Collected data
________________________

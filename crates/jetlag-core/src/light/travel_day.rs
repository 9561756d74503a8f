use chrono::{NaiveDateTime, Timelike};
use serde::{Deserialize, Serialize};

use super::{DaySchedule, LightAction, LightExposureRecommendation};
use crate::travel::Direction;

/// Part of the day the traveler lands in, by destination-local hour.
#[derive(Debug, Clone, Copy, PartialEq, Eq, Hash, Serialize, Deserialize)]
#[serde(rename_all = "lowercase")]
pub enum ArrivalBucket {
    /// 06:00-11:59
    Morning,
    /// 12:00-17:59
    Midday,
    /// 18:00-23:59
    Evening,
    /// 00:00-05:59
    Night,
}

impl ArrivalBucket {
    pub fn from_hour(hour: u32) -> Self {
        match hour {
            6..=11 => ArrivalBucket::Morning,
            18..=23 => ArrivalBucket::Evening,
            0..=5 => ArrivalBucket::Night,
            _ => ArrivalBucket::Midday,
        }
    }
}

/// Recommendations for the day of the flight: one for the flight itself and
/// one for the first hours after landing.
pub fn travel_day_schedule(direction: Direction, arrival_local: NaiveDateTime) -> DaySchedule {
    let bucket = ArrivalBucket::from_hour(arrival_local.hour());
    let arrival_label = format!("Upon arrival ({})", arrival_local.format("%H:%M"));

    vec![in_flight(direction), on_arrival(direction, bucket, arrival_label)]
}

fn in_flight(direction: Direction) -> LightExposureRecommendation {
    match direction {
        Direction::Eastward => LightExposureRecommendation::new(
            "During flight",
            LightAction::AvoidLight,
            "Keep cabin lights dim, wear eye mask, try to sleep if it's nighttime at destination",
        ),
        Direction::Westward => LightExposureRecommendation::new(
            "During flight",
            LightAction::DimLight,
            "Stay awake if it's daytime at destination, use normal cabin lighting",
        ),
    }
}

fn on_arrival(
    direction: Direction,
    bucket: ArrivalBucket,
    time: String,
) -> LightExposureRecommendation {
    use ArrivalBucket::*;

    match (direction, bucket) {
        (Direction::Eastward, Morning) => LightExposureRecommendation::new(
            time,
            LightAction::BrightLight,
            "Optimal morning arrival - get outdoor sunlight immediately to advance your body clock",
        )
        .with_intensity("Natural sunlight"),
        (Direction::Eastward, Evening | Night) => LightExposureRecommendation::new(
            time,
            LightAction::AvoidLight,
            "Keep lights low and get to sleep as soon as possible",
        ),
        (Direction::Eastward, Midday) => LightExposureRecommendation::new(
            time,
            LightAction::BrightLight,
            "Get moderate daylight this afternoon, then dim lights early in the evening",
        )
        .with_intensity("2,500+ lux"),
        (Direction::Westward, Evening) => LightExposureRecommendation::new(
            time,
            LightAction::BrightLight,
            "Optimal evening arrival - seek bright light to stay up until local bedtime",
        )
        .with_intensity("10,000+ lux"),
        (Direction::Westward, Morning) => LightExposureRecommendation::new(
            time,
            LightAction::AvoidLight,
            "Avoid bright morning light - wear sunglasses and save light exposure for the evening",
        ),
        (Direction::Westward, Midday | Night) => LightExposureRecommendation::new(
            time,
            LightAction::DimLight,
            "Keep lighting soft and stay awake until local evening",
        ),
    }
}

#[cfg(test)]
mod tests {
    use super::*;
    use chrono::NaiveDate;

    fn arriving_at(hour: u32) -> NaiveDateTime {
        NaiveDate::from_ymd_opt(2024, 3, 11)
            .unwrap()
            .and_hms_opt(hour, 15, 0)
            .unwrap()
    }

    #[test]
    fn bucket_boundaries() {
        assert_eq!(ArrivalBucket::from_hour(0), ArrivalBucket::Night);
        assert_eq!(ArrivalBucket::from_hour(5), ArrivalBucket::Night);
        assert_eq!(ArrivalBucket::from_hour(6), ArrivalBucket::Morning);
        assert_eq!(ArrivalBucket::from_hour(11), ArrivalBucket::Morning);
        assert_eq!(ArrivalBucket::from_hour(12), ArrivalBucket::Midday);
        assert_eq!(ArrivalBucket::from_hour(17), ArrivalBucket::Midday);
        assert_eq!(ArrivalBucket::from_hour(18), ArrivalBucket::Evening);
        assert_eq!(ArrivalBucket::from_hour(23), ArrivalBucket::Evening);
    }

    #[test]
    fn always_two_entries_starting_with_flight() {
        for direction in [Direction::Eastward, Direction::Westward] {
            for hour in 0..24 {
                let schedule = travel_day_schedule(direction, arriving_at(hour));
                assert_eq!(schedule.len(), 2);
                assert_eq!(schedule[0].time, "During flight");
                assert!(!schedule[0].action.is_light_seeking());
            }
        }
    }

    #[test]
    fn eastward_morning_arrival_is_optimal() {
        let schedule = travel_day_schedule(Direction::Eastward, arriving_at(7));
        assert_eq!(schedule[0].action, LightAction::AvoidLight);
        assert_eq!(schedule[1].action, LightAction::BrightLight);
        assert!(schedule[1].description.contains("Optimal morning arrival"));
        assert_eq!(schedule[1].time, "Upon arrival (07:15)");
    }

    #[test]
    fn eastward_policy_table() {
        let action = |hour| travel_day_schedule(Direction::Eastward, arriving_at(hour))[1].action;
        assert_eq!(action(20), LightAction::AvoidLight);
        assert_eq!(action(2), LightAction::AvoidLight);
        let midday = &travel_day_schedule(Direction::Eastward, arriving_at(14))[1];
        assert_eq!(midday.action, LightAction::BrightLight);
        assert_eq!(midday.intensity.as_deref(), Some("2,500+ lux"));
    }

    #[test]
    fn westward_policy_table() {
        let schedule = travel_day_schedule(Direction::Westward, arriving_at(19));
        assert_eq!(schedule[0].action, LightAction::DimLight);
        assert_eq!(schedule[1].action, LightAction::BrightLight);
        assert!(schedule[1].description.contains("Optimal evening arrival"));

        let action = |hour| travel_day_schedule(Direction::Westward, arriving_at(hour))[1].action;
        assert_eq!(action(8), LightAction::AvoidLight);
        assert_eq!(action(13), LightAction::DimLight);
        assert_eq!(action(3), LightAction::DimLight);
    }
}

________________________

### WHAT NEEDS TO BE DONE
Say how many lines above include "AvoidLight". The number alone is the answer.

### TASK SOLUTION
7